Segment Open

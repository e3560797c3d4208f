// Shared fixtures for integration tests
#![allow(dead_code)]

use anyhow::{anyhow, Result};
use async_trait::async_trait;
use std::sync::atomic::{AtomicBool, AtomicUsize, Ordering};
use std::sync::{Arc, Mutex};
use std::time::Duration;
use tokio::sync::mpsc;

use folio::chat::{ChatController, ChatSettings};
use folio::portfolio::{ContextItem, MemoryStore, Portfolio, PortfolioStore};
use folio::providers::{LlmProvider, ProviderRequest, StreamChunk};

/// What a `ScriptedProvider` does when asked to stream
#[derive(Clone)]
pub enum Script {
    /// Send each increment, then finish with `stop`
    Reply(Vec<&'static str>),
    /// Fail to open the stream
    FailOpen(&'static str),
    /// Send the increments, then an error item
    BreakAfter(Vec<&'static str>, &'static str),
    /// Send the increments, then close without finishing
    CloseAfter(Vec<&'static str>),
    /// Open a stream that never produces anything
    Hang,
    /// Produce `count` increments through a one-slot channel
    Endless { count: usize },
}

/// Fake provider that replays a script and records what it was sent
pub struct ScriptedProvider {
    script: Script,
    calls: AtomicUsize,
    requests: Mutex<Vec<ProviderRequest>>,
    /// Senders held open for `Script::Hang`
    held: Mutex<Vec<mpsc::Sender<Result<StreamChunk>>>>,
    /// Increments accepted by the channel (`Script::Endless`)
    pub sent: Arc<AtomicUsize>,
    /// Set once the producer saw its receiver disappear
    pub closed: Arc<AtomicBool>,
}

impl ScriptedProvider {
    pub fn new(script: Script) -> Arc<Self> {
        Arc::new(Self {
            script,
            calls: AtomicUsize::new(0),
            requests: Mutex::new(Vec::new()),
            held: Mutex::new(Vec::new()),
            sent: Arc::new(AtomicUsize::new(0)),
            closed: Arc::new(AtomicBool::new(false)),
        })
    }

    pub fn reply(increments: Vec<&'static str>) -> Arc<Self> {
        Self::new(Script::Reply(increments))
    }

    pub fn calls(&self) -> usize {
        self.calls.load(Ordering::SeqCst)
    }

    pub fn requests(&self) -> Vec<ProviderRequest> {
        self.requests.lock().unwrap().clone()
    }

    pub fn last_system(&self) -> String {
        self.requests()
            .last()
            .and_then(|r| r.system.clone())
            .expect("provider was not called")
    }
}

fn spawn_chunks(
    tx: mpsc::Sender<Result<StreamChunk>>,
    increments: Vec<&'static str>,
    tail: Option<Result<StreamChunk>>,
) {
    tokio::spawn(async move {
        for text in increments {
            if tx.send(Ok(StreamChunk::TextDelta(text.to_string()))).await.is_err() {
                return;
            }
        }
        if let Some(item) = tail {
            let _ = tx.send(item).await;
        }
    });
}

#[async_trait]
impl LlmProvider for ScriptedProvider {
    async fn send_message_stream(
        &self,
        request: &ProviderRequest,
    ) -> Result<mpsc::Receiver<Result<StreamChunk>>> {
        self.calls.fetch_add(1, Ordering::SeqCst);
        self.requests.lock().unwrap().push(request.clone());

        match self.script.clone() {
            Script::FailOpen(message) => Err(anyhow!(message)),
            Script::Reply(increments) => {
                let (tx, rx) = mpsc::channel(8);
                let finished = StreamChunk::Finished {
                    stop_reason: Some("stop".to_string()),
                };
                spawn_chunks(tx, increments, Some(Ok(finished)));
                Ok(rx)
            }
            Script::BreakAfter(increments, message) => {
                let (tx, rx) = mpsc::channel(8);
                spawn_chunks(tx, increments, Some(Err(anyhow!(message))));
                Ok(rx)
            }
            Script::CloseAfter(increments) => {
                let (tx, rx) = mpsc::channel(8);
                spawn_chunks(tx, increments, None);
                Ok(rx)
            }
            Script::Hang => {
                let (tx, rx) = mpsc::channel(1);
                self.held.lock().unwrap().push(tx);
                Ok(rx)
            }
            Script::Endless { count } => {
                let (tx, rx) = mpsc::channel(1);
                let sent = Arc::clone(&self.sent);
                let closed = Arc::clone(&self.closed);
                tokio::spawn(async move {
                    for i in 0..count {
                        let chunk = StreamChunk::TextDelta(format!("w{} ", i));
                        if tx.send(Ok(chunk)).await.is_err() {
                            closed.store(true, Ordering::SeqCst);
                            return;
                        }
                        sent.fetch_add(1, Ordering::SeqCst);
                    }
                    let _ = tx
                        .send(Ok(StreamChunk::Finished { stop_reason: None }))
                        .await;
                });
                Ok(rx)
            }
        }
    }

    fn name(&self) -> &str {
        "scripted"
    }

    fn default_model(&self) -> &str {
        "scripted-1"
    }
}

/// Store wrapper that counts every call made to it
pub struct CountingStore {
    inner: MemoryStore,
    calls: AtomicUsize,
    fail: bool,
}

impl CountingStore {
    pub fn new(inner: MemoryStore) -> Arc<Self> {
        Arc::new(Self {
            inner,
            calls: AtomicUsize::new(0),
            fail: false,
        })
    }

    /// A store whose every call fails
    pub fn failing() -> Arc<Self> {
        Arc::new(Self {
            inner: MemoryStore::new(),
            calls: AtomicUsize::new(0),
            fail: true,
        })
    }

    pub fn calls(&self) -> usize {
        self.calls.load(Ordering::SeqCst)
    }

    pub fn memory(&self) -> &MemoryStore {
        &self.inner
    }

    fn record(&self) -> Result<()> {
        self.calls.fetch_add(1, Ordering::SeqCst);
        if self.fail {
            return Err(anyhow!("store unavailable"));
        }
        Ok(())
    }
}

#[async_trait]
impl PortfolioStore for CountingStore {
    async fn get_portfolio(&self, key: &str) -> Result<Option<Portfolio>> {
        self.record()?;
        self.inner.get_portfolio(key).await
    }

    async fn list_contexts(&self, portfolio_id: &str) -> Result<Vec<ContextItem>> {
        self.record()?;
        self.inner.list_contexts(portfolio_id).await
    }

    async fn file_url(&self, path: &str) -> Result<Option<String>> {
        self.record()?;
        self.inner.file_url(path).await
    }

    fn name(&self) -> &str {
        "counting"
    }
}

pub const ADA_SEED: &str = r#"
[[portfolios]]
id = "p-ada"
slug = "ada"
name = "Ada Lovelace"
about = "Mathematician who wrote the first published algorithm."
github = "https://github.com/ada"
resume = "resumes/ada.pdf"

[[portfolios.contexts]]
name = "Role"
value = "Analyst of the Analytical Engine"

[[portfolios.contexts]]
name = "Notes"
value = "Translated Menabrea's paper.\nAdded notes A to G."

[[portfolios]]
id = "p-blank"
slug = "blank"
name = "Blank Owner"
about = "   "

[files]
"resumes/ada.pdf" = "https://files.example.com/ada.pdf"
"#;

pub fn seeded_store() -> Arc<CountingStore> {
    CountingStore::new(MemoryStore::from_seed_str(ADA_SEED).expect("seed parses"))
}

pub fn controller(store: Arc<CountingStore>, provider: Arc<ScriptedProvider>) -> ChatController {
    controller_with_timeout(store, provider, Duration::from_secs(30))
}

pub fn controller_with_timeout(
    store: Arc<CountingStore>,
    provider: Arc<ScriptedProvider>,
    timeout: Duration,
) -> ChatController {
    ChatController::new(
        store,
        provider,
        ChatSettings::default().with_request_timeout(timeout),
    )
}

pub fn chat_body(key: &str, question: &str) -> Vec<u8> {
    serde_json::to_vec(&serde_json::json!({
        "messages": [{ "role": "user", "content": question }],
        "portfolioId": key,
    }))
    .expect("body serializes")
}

Segment Closed

**TASK ITEM**
Wherever the word "PortfolioStore" occurs in the data, copy that whole line.

**ANSWER AREA**
use folio::portfolio::{ContextItem, MemoryStore, Portfolio, PortfolioStore};
impl PortfolioStore for CountingStore {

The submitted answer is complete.